A few weeks ago while attending a pleasant fund-raising event at a lovely
Silver Lake garden party, a Latino candidate for a hotly contested California
Senate seat stood ready to take questions from the Hispanic peanut gallery assembled.
I quickly raised my hand and asked the pol to comment on a rash of closings plus
disappointing troubles for two Latino arts organizations, Self Help Graphics and
the Ricardo Montalbán Theater.

I suggested that our local institutional Latino arts leaders and organizations were not in step or reflecting the newfound political power and glory of, say, the new mayor and every position of power from the Assembly speaker to City Council president. At the very least, could the candidate — a proponent of Chicano arts — speak to the importance of culture and art in our daily lives as Angelenos?
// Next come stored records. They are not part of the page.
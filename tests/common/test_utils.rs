//! Shared test utilities for integration tests.
//!
//! # Port Allocation
//!
//! UDP tests bind real loopback sockets. `PortAllocator` hands out ports from a
//! process-specific range so parallel test binaries do not collide:
//!
//! ```ignore
//! use common::test_utils::PortAllocator;
//!
//! let (host_port, guest_port) = PortAllocator::next_pair();
//! ```

use princess_of_fire::{Buttons, InputSample};
use std::net::{IpAddr, Ipv4Addr, SocketAddr};
use std::sync::atomic::{AtomicBool, AtomicU16, Ordering};

/// Starting port for the allocator, clear of well-known and most registered ports.
const PORT_ALLOCATOR_START: u16 = 30000;

/// Ports reserved per test process.
const PORTS_PER_PROCESS: u16 = 20;

static PORT_COUNTER: AtomicU16 = AtomicU16::new(0);
static PORT_COUNTER_INITIALIZED: AtomicBool = AtomicBool::new(false);

/// Thread-safe port allocator for integration tests.
pub struct PortAllocator;

impl PortAllocator {
    fn initialize_counter() {
        if PORT_COUNTER_INITIALIZED
            .compare_exchange(false, true, Ordering::SeqCst, Ordering::SeqCst)
            .is_ok()
        {
            // nextest runs each test in its own process; the PID picks the range
            let pid = std::process::id();
            let max_offsets = (60000 - PORT_ALLOCATOR_START) / PORTS_PER_PROCESS;
            let offset_index = (pid as u16) % max_offsets;
            let start_port = PORT_ALLOCATOR_START + (offset_index * PORTS_PER_PROCESS);
            PORT_COUNTER.store(start_port, Ordering::SeqCst);
        }
    }

    /// Allocates the next port.
    ///
    /// # Panics
    ///
    /// Panics if the counter runs past the allocator range.
    #[must_use]
    pub fn next_port() -> u16 {
        Self::initialize_counter();
        let port = PORT_COUNTER.fetch_add(1, Ordering::SeqCst);
        assert!(
            port < 60000,
            "Port allocator exhausted. This indicates a test suite issue."
        );
        port
    }

    /// Allocates a pair of ports for a host and a guest.
    #[must_use]
    pub fn next_pair() -> (u16, u16) {
        (Self::next_port(), Self::next_port())
    }
}

/// Loopback address for `port`.
#[must_use]
pub fn loopback(port: u16) -> SocketAddr {
    SocketAddr::new(IpAddr::V4(Ipv4Addr::LOCALHOST), port)
}

/// Stick pushed fully left.
#[must_use]
pub const fn left() -> InputSample {
    InputSample {
        axis_x: 0,
        axis_y: InputSample::CENTER,
        buttons: Buttons::NONE,
    }
}

/// Stick pushed fully right.
#[must_use]
pub const fn right() -> InputSample {
    InputSample {
        axis_x: 1023,
        axis_y: InputSample::CENTER,
        buttons: Buttons::NONE,
    }
}
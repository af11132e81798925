use garde::Validate;
use serde::Serialize;

#[derive(Validate, Clone, Serialize, Debug, PartialEq)]
pub struct ValidatedEmail(
    #[garde(email)]
    pub(crate) String
);

impl ValidatedEmail {
    pub fn parse(s: &str) -> anyhow::Result<Self> {
        let email = ValidatedEmail(s.trim().to_string());
        email.validate()?;
        Ok(email)
    }

    pub fn as_str(&self) -> &str {
        &self.0
    }
}

impl AsRef<str> for ValidatedEmail {
    fn as_ref(&self) -> &str {
        &self.0
    }
}
use crate::configuration::{EmailClientSettings, MailBackend};
use crate::errors::AppError;
use crate::validation::ValidatedEmail;
use anyhow::Context;
use async_trait::async_trait;
use lettre::message::Mailbox;
use lettre::message::header::ContentType;
use lettre::transport::smtp::authentication::Credentials;
use lettre::{Message, SmtpTransport, Transport};
use reqwest::Client;
use serde::Serialize;
use std::time::Duration;

/// A handle on whatever actually delivers mail. One is built per run and
/// every recipient is sent through it.
#[async_trait]
pub trait Mailer: Send + Sync {
    async fn send_email(
        &self,
        recipient: &ValidatedEmail,
        subject: &str,
        text_content: &str,
    ) -> anyhow::Result<()>;

    fn name(&self) -> &'static str;
}

pub fn build_mailer(settings: &EmailClientSettings) -> Result<Box<dyn Mailer>, AppError> {
    let mailer: Box<dyn Mailer> = match settings.backend {
        MailBackend::Console => Box::new(ConsoleMailer),
        MailBackend::Http => Box::new(HttpEmailClient::new(
            &settings.base_url,
            sender(settings)?,
            &settings.authorization_token,
            settings.timeout(),
        )?),
        MailBackend::Smtp => Box::new(SmtpMailer::new(
            &settings.smtp_host,
            &settings.smtp_username,
            &settings.smtp_password,
            sender(settings)?,
            settings.timeout(),
        )?),
    };
    tracing::info!(backend = mailer.name(), "mail backend ready");
    Ok(mailer)
}

fn sender(settings: &EmailClientSettings) -> Result<ValidatedEmail, AppError> {
    settings
        .parse_sender()
        .map_err(|e| AppError::Mailer(format!("invalid sender `{}`: {e}", settings.sender_email)))
}

#[derive(Clone, Debug)]
pub struct HttpEmailClient {
    http_client: Client,
    email_server_url: String,
    sender: ValidatedEmail,
    authorization_token: String,
}

#[derive(Serialize, Debug)]
struct SendEmailRequest<'a> {
    from: &'a str,
    to: &'a str,
    subject: &'a str,
    text_body: &'a str,
}

impl HttpEmailClient {
    pub fn new(
        base_url: &str,
        sender: ValidatedEmail,
        authorization_token: &str,
        timeout: Duration,
    ) -> Result<Self, AppError> {
        let http_client = Client::builder()
            .timeout(timeout)
            .build()
            .map_err(|e| AppError::Mailer(e.to_string()))?;
        Ok(Self {
            http_client,
            email_server_url: base_url.trim_end_matches('/').to_string(),
            sender,
            authorization_token: authorization_token.to_string(),
        })
    }

    pub fn url(&self) -> &str {
        &self.email_server_url
    }
}

#[async_trait]
impl Mailer for HttpEmailClient {
    async fn send_email(
        &self,
        recipient: &ValidatedEmail,
        subject: &str,
        text_content: &str,
    ) -> anyhow::Result<()> {
        let url = format!("{}/email", self.email_server_url);
        let request_body = SendEmailRequest {
            from: self.sender.as_str(),
            to: recipient.as_str(),
            subject,
            text_body: text_content,
        };
        self.http_client
            .post(&url)
            .header("X-Postmark-Server-Token", &self.authorization_token)
            .json(&request_body)
            .send()
            .await?
            .error_for_status()
            .context("server returned error")?;
        Ok(())
    }

    fn name(&self) -> &'static str {
        "http"
    }
}

#[derive(Clone)]
pub struct SmtpMailer {
    transport: SmtpTransport,
    from: Mailbox,
}

impl SmtpMailer {
    pub fn new(
        host: &str,
        username: &str,
        password: &str,
        sender: ValidatedEmail,
        timeout: Duration,
    ) -> Result<Self, AppError> {
        let from = sender
            .as_str()
            .parse::<Mailbox>()
            .map_err(|e| AppError::Mailer(format!("invalid sender address: {e}")))?;
        let transport = SmtpTransport::relay(host)
            .map_err(|e| AppError::Mailer(format!("failed to create SMTP transport: {e}")))?
            .credentials(Credentials::new(username.to_string(), password.to_string()))
            .timeout(Some(timeout))
            .build();
        Ok(Self { transport, from })
    }
}

#[async_trait]
impl Mailer for SmtpMailer {
    async fn send_email(
        &self,
        recipient: &ValidatedEmail,
        subject: &str,
        text_content: &str,
    ) -> anyhow::Result<()> {
        let to = recipient
            .as_str()
            .parse::<Mailbox>()
            .context("invalid to address")?;
        let email = Message::builder()
            .from(self.from.clone())
            .to(to)
            .subject(subject)
            .header(ContentType::TEXT_PLAIN)
            .body(text_content.to_string())
            .context("failed to build email")?;

        let transport = self.transport.clone();
        tokio::task::spawn_blocking(move || transport.send(&email))
            .await?
            .context("failed to send email")?;
        Ok(())
    }

    fn name(&self) -> &'static str {
        "smtp"
    }
}

/// Prints each email instead of sending it.
#[derive(Clone, Copy, Debug, Default)]
pub struct ConsoleMailer;

#[async_trait]
impl Mailer for ConsoleMailer {
    async fn send_email(
        &self,
        recipient: &ValidatedEmail,
        subject: &str,
        text_content: &str,
    ) -> anyhow::Result<()> {
        println!("To: {}\nSubject: {subject}\n\n{text_content}\n", recipient.as_str());
        Ok(())
    }

    fn name(&self) -> &'static str {
        "console"
    }
}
A softball question, admittedly, but my intention was to spark a larger discussion among the afternoon’s guests, which included film producers, actors, directors, venture-capital Hispanic sharks, a smattering of Chicano/a intelligentsia and an all-Latino catering service from Pomona.

Before the candidate could even open his mouth to respond, I was instantly shut down, dressed down and accused of spreading vicious rumors that hurt La Raza and La Comunidad, and told that my reference to a recent L.A. Times article about the financial troubles at the Montalbán Theater and its likely broken promises to an arts-hungry community was meant to make certain people present at this garden party look bad.

What?

Conversation over. The candidate shook a few more hands, the catering folks wouldn’t serve me dessert, and I was cut off at the bar. Sheesh. I remember the salon gatherings at Guillermo Gómez-Peña’s loft in San Francisco’s Mission District, where intellectual debate was mandatory, a heady mix of parlor game and blood sport, where a good ol’ glass of Cabernet tossed in the direction of an opposing view was the norm.

Hey, I paid 75 green enchiladas to be here, what the fuck? What’s a backyard carne asada party in Silver Lake for, if we can’t have a little pedo?, I wondered.

“I’m sorry,” I yelled, “Jerry Velasco and all our Hispanic arts leaders are geniuses!”


The writer, satirist and provocateur Harry Gamboa Jr.
is causing quite a stir
with his e-mails and Web postings, which reflect his sardonic humor and razor-sharp
wit. Surely you know Harry Gamboa Jr.: his book Urban Exile, his play Jetter’s
Jinx
, a founding member of the seminal East L.A. visual and performance art
group Asco. Ring a mission bell? With doses of dark humor and smarts, Gamboa is
one of only a few artists openly discussing the current crisis at Self Help Graphics,
in East L.A.:

PERSON S: What happened to all of the money?

PERSON T: I’m broke. I can’t afford to give you an answer. My consultation fee
needs to be paid in cash. What was the question?…

PERSON S: Here is my list of a few complaints:

1. Artists were required to create new works and produce them as signed multiples,
the artists were given half (or less) of the edition, then the multiples in possession
of the organization were sold and exhibited by the organization without any funds
being shared to the artists who obviously do not have the distribution nor sales
mechanism to profit from their own works.

There are also rumors that additional works were produced beyond the agreed-up limit and sold under the table.

2. Artists were required to pay a fee or provide a donation in order to exhibit their works in the community gallery.

3. Numerous grants totaling hundreds of thousands of dollars (if not more than
a few million) were generated over the years in the name of helping artists, yet
those dollars translated into few pennies for artists while the bulk was sucked
into an untraceable void that passed through the hands of the board of directors,
the executive director and staff.

PERSON T: All lies. You’re just a troublemaker. We love artists and our community.
Something went wrong, that’s all. No conspiracy …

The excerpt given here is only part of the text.